Q: What are the unique challenges, societal pressures or even say comments/trolls that you face being the face of Urban Queer?
A: For the first year and a half, apart from one or two odd comments, I barely received any queerphobic hate comment as such. More than being hateful, the tone was always ignorant. If I had a funny response, I used to respond back to them through videos. But I was kind of surprised, I was expecting more of such comments, that’s when I realised that my content was reaching a very niche audience, which consisted of only those who know something about the issue earlier. Recently, I made a video on debunking the idea that same-sex marriage is a western concept.
Even if people perceive that it is a western concept, then, democracy, parliament, food cuisines are also western, then, why just shut this off. I guess that was something that the general audience could relate to and that’s when I received a lot of unpleasant comments, personal attacks, swear words etc. that was clearly in violation with Instagram’s norms and I did have a hard time dealing with it as I quite struggle with my temper at times. I did not know how to deal with them, how to have a logical argument with someone who doesn’t care about you as a person. Then, I thought at least they are giving me engagement, I ended up reporting a lot of pages on Instagram, but, I don’t think that works. I was quite let down by the platform that I was on. Eventually, it died down but it was an experience as it made me realise that till then I was reaching out to a very niche audience.
Q: Where do you wish to take your initiative further? What’s the future vision?

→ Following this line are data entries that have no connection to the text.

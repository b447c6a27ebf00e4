// 模拟 ART 的 JNI 表面：JNIEnv / JavaVM 函数表、类与字符串对象、注册记录、Zygote 原始 native 方法
// 对象模型：jclass 与 jstring 都指向泄漏的 C 字符串，类对象的内容即其 Class.getName 结果
use std::ffi::{CStr, CString, c_char, c_int, c_void};
use std::ptr;
use std::sync::Mutex;
use std::sync::atomic::{AtomicI32, AtomicPtr, Ordering};

use jni_sys::{
    JNI_OK, JNIEnv, JNIInvokeInterface_, JNINativeInterface_, JNINativeMethod, JavaVM, jboolean,
    jclass, jint, jintArray, jlong, jmethodID, jobject, jobjectArray, jstring, jvalue,
};
use libc::pid_t;

use crate::sim_ctx::{FORK, ForkFn, SELINUX_SETCONTEXT, SetcontextFn, got, trace};

pub const ZYGOTE_CLASS: &str = "com/android/internal/os/Zygote";

pub const FORK_AND_SPECIALIZE_SIG: &str = "(II[II[[IILjava/lang/String;Ljava/lang/String;[I[IZLjava/lang/String;Ljava/lang/String;)I";
pub const SPECIALIZE_APP_PROCESS_SIG: &str =
    "(II[II[[IILjava/lang/String;Ljava/lang/String;ZLjava/lang/String;Ljava/lang/String;)V";
pub const FORK_SYSTEM_SERVER_SIG: &str = "(II[II[[IJJ)I";

pub const MOUNT_EXTERNAL_NONE: jint = 0;
pub const MOUNT_EXTERNAL_DEFAULT: jint = 1;

pub type ForkAndSpecializeFn = unsafe extern "system" fn(
    *mut JNIEnv,
    jclass,
    jint,
    jint,
    jintArray,
    jint,
    jobjectArray,
    jint,
    jstring,
    jstring,
    jintArray,
    jintArray,
    jboolean,
    jstring,
    jstring,
) -> jint;

pub type SpecializeAppProcessFn = unsafe extern "system" fn(
    *mut JNIEnv,
    jclass,
    jint,
    jint,
    jintArray,
    jint,
    jobjectArray,
    jint,
    jstring,
    jstring,
    jboolean,
    jstring,
    jstring,
);

pub type ForkSystemServerFn = unsafe extern "system" fn(
    *mut JNIEnv,
    jclass,
    jint,
    jint,
    jintArray,
    jint,
    jobjectArray,
    jlong,
    jlong,
) -> jint;

type RegisterNativeMethodsFn =
    unsafe extern "C" fn(*mut JNIEnv, *const c_char, *const JNINativeMethod, c_int) -> c_int;

// Java 侧字符串或类对象，进程内泄漏
pub fn jstr(text: &str) -> jstring {
    let text = CString::new(text).unwrap_or_default();
    CString::into_raw(text) as jstring
}

// 内部名 a/b/C 对应的类对象
pub fn jclass_of(internal_name: &str) -> jclass {
    jstr(&internal_name.replace('/', ".")) as jclass
}

unsafe fn object_text(obj: jobject) -> String {
    if obj.is_null() {
        return String::new();
    }
    CStr::from_ptr(obj as *const c_char)
        .to_string_lossy()
        .into_owned()
}

// 宿主侧收到的一次注册：走哪条路径、类名、函数指针与数组地址
#[derive(Clone, Debug)]
pub struct RegisterCall {
    pub path: &'static str,
    pub class_name: String,
    pub batch: usize,
    pub funcs: Vec<usize>,
}

static REGISTER_CALLS: Mutex<Vec<RegisterCall>> = Mutex::new(Vec::new());
static REGISTER_RESULT: AtomicI32 = AtomicI32::new(JNI_OK);

pub fn set_register_result(result: jint) {
    REGISTER_RESULT.store(result, Ordering::SeqCst);
}

pub fn take_register_calls() -> Vec<RegisterCall> {
    let mut calls = REGISTER_CALLS.lock().unwrap_or_else(|e| e.into_inner());
    std::mem::take(&mut *calls)
}

unsafe fn record_register(
    path: &'static str,
    class_name: String,
    methods: *const JNINativeMethod,
    count: c_int,
) -> c_int {
    let funcs = (0..count.max(0) as usize)
        .map(|i| (*methods.add(i)).fnPtr as usize)
        .collect();
    trace(format!("register:{path}:{class_name}"));
    REGISTER_CALLS
        .lock()
        .unwrap_or_else(|e| e.into_inner())
        .push(RegisterCall {
            path,
            class_name,
            batch: methods as usize,
            funcs,
        });
    REGISTER_RESULT.load(Ordering::SeqCst)
}

// jniRegisterNativeMethods 与 AndroidRuntime::registerNativeMethods 共用
unsafe extern "C" fn sim_register_native_methods(
    _env: *mut JNIEnv,
    class_name: *const c_char,
    methods: *const JNINativeMethod,
    num_methods: c_int,
) -> c_int {
    let class_name = object_text(class_name as jobject);
    record_register("helper", class_name, methods, num_methods)
}

pub fn register_native_methods_addr() -> usize {
    sim_register_native_methods as RegisterNativeMethodsFn as usize
}

unsafe extern "system" fn sim_env_register_natives(
    _env: *mut JNIEnv,
    clazz: jclass,
    methods: *const JNINativeMethod,
    num_methods: jint,
) -> jint {
    let class_name = object_text(clazz).replace('.', "/");
    record_register("env", class_name, methods, num_methods)
}

// 全局引用计数，用于确认类名缓存被释放
static GLOBAL_REFS: AtomicI32 = AtomicI32::new(0);

pub fn global_refs() -> i32 {
    GLOBAL_REFS.load(Ordering::SeqCst)
}

unsafe extern "system" fn sim_find_class(_env: *mut JNIEnv, name: *const c_char) -> jclass {
    if name.is_null() {
        return ptr::null_mut();
    }
    jclass_of(&CStr::from_ptr(name).to_string_lossy())
}

unsafe extern "system" fn sim_new_global_ref(_env: *mut JNIEnv, obj: jobject) -> jobject {
    GLOBAL_REFS.fetch_add(1, Ordering::SeqCst);
    obj
}

unsafe extern "system" fn sim_delete_global_ref(_env: *mut JNIEnv, _obj: jobject) {
    GLOBAL_REFS.fetch_sub(1, Ordering::SeqCst);
}

unsafe extern "system" fn sim_delete_local_ref(_env: *mut JNIEnv, _obj: jobject) {}

unsafe extern "system" fn sim_get_method_id(
    _env: *mut JNIEnv,
    _clazz: jclass,
    name: *const c_char,
    _sig: *const c_char,
) -> jmethodID {
    if CStr::from_ptr(name).to_bytes() == b"getName" {
        1usize as jmethodID
    } else {
        ptr::null_mut()
    }
}

// 只支持 Class.getName：类对象本身就是其名字
unsafe extern "system" fn sim_call_object_method_a(
    _env: *mut JNIEnv,
    obj: jobject,
    _method: jmethodID,
    _args: *const jvalue,
) -> jobject {
    obj
}

unsafe extern "system" fn sim_get_string_utf_chars(
    _env: *mut JNIEnv,
    value: jstring,
    is_copy: *mut jboolean,
) -> *const c_char {
    if !is_copy.is_null() {
        *is_copy = 0;
    }
    value as *const c_char
}

unsafe extern "system" fn sim_release_string_utf_chars(
    _env: *mut JNIEnv,
    _value: jstring,
    _chars: *const c_char,
) {
}

unsafe extern "system" fn sim_exception_check(_env: *mut JNIEnv) -> jboolean {
    0
}

unsafe extern "system" fn sim_exception_clear(_env: *mut JNIEnv) {}

static SIM_VM: AtomicPtr<JavaVM> = AtomicPtr::new(ptr::null_mut());
static SIM_ENV: AtomicPtr<JNIEnv> = AtomicPtr::new(ptr::null_mut());
static SIM_TABLE: AtomicPtr<JNINativeInterface_> = AtomicPtr::new(ptr::null_mut());

unsafe extern "system" fn sim_get_java_vm(_env: *mut JNIEnv, vm: *mut *mut JavaVM) -> jint {
    *vm = SIM_VM.load(Ordering::SeqCst);
    JNI_OK
}

unsafe extern "system" fn sim_get_env(
    _vm: *mut JavaVM,
    penv: *mut *mut c_void,
    _version: jint,
) -> jint {
    *penv = SIM_ENV.load(Ordering::SeqCst) as *mut c_void;
    JNI_OK
}

// zygote 主线程的 JNIEnv，首次调用时创建
pub fn sim_env() -> *mut JNIEnv {
    let existing = SIM_ENV.load(Ordering::SeqCst);
    if !existing.is_null() {
        return existing;
    }

    let mut table: JNINativeInterface_ = unsafe { std::mem::zeroed() };
    table.FindClass = Some(sim_find_class);
    table.NewGlobalRef = Some(sim_new_global_ref);
    table.DeleteGlobalRef = Some(sim_delete_global_ref);
    table.DeleteLocalRef = Some(sim_delete_local_ref);
    table.GetMethodID = Some(sim_get_method_id);
    table.CallObjectMethodA = Some(sim_call_object_method_a);
    table.GetStringUTFChars = Some(sim_get_string_utf_chars);
    table.ReleaseStringUTFChars = Some(sim_release_string_utf_chars);
    table.ExceptionCheck = Some(sim_exception_check);
    table.ExceptionClear = Some(sim_exception_clear);
    table.GetJavaVM = Some(sim_get_java_vm);
    table.RegisterNatives = Some(sim_env_register_natives);
    let table: &'static mut JNINativeInterface_ = Box::leak(Box::new(table));
    let env: *mut JNIEnv = Box::leak(Box::new(&*table as *const JNINativeInterface_));

    let mut invoke: JNIInvokeInterface_ = unsafe { std::mem::zeroed() };
    invoke.GetEnv = Some(sim_get_env);
    let invoke: &'static JNIInvokeInterface_ = Box::leak(Box::new(invoke));
    let vm: *mut JavaVM = Box::leak(Box::new(invoke as *const JNIInvokeInterface_));

    SIM_TABLE.store(table, Ordering::SeqCst);
    SIM_VM.store(vm, Ordering::SeqCst);
    SIM_ENV.store(env, Ordering::SeqCst);
    env
}

// env 当前的函数表是否为 ART 原始表
pub fn env_table_is_original() -> bool {
    let env = sim_env();
    unsafe { ptr::eq(*env, SIM_TABLE.load(Ordering::SeqCst)) }
}

// 经由 env 当前函数表调用 RegisterNatives，与 ART 注册路径相同
pub unsafe fn env_register_natives(
    env: *mut JNIEnv,
    class: jclass,
    methods: &[JNINativeMethod],
) -> jint {
    let register = (**env)
        .RegisterNatives
        .expect("JNIEnv RegisterNatives missing");
    register(env, class, methods.as_ptr(), methods.len() as jint)
}

// libandroid_runtime 内部的调用：经 GOT 中的 jniRegisterNativeMethods
pub unsafe fn helper_register_natives(
    env: *mut JNIEnv,
    class_name: &CStr,
    methods: &[JNINativeMethod],
) -> c_int {
    let register: RegisterNativeMethodsFn = got(crate::sim_ctx::JNI_REGISTER_NATIVE_METHODS);
    register(
        env,
        class_name.as_ptr(),
        methods.as_ptr(),
        methods.len() as c_int,
    )
}

fn method(name: &str, signature: &str, func: usize) -> JNINativeMethod {
    JNINativeMethod {
        name: jstr(name) as *mut c_char,
        signature: jstr(signature) as *mut c_char,
        fnPtr: func as *mut c_void,
    }
}

// Zygote 的 native 方法表，前三项为原始实现
pub fn zygote_batch() -> Vec<JNINativeMethod> {
    vec![
        method(
            "nativeForkAndSpecialize",
            FORK_AND_SPECIALIZE_SIG,
            orig_fork_and_specialize as ForkAndSpecializeFn as usize,
        ),
        method(
            "nativeSpecializeAppProcess",
            SPECIALIZE_APP_PROCESS_SIG,
            orig_specialize_app_process as SpecializeAppProcessFn as usize,
        ),
        method(
            "nativeForkSystemServer",
            FORK_SYSTEM_SERVER_SIG,
            orig_fork_system_server as ForkSystemServerFn as usize,
        ),
        method("nativePreApplicationInit", "()V", 0x104),
        method("nativeInstallSeccompUidGidFilter", "(II)V", 0x105),
    ]
}

pub fn original_zygote_funcs() -> Vec<usize> {
    vec![
        orig_fork_and_specialize as ForkAndSpecializeFn as usize,
        orig_specialize_app_process as SpecializeAppProcessFn as usize,
        orig_fork_system_server as ForkSystemServerFn as usize,
    ]
}

pub fn binder_batch() -> Vec<JNINativeMethod> {
    vec![
        method("getCallingPid", "()I", 0x201),
        method("getCallingUid", "()I", 0x202),
        method("clearCallingIdentity", "()J", 0x203),
    ]
}

// 原始实现内部经 GOT 调用 fork 与 selinux_android_setcontext
unsafe fn fork_then_setcontext(name: &str, uid: jint, is_system_server: c_int) -> pid_t {
    let fork: ForkFn = got(FORK);
    let pid = fork();
    trace(format!("orig:{name}:{pid}"));
    if pid == 0 {
        let setcontext: SetcontextFn = got(SELINUX_SETCONTEXT);
        setcontext(uid as u32, is_system_server, ptr::null(), ptr::null());
    }
    pid
}

unsafe extern "system" fn orig_fork_and_specialize(
    _env: *mut JNIEnv,
    _clazz: jclass,
    uid: jint,
    _gid: jint,
    _gids: jintArray,
    _runtime_flags: jint,
    _rlimits: jobjectArray,
    _mount_external: jint,
    _se_info: jstring,
    _nice_name: jstring,
    _fds_to_close: jintArray,
    _fds_to_ignore: jintArray,
    _is_child_zygote: jboolean,
    _instruction_set: jstring,
    _app_data_dir: jstring,
) -> jint {
    fork_then_setcontext("forkAndSpecialize", uid, 0)
}

unsafe extern "system" fn orig_specialize_app_process(
    _env: *mut JNIEnv,
    _clazz: jclass,
    uid: jint,
    _gid: jint,
    _gids: jintArray,
    _runtime_flags: jint,
    _rlimits: jobjectArray,
    _mount_external: jint,
    _se_info: jstring,
    _nice_name: jstring,
    _is_child_zygote: jboolean,
    _instruction_set: jstring,
    _app_data_dir: jstring,
) {
    trace("orig:specializeAppProcess");
    let setcontext: SetcontextFn = got(SELINUX_SETCONTEXT);
    setcontext(uid as u32, 0, ptr::null(), ptr::null());
}

unsafe extern "system" fn orig_fork_system_server(
    _env: *mut JNIEnv,
    _clazz: jclass,
    uid: jint,
    _gid: jint,
    _gids: jintArray,
    _runtime_flags: jint,
    _rlimits: jobjectArray,
    _permitted: jlong,
    _effective: jlong,
) -> jint {
    fork_then_setcontext("forkSystemServer", uid, 1)
}

// 注册后宿主实际拿到的 Zygote 入口
#[derive(Clone, Copy, Debug)]
pub struct ZygoteEntries {
    pub fork_and_specialize: usize,
    pub specialize_app_process: usize,
    pub fork_system_server: usize,
}

impl ZygoteEntries {
    pub fn from_call(call: &RegisterCall) -> Self {
        assert!(call.funcs.len() >= 3, "short Zygote batch");
        Self {
            fork_and_specialize: call.funcs[0],
            specialize_app_process: call.funcs[1],
            fork_system_server: call.funcs[2],
        }
    }

    pub fn replaced(&self) -> bool {
        let originals = original_zygote_funcs();
        originals[0] != self.fork_and_specialize
            && originals[1] != self.specialize_app_process
            && originals[2] != self.fork_system_server
    }

    // 以 Java 层 Zygote.forkAndSpecialize 的方式调用
    pub unsafe fn fork_and_specialize(
        &self,
        env: *mut JNIEnv,
        uid: jint,
        mount_external: jint,
        nice_name: &str,
    ) -> jint {
        let func: ForkAndSpecializeFn = std::mem::transmute(self.fork_and_specialize);
        func(
            env,
            jclass_of(ZYGOTE_CLASS),
            uid,
            uid,
            ptr::null_mut(),
            0,
            ptr::null_mut(),
            mount_external,
            ptr::null_mut(),
            jstr(nice_name),
            ptr::null_mut(),
            ptr::null_mut(),
            0,
            ptr::null_mut(),
            ptr::null_mut(),
        )
    }

    pub unsafe fn specialize_app_process(
        &self,
        env: *mut JNIEnv,
        uid: jint,
        mount_external: jint,
        nice_name: &str,
    ) {
        let func: SpecializeAppProcessFn = std::mem::transmute(self.specialize_app_process);
        func(
            env,
            jclass_of(ZYGOTE_CLASS),
            uid,
            uid,
            ptr::null_mut(),
            0,
            ptr::null_mut(),
            mount_external,
            ptr::null_mut(),
            jstr(nice_name),
            0,
            ptr::null_mut(),
            ptr::null_mut(),
        )
    }

    pub unsafe fn fork_system_server(&self, env: *mut JNIEnv) -> jint {
        let func: ForkSystemServerFn = std::mem::transmute(self.fork_system_server);
        func(
            env,
            jclass_of(ZYGOTE_CLASS),
            1000,
            1000,
            ptr::null_mut(),
            0,
            ptr::null_mut(),
            0,
            0,
        )
    }
}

A: My intention of producing this content was because I wanted to create it and I had fun doing it. That is why I have said no to the majority of monetary collaborations. I would ask them, “Have you hired any LGBTQIA+ person and they are like, we are open to everyone but no one has come to us.” And I always felt like telling, you know you have to put in a bit of an effort.
So, I don’t see that as a future of what I wish to do. Apart from continuing what I am doing right now, I really want to use my reach to have some events currently in Bangalore and later expand to other places. I wish to create offline spaces where people who feel like they are lonely, or do not know how to find people or romantic interests can be helped out.
Also, I wish to make a series where my experiences take the backseat and talk to other Queer people who are in a particular professional space like marketing, law, journalism and ask them about their experiences. This is so that younger Queer folks know that they can grow up to be whatever they wish to be and there’s always some way to make everything work out.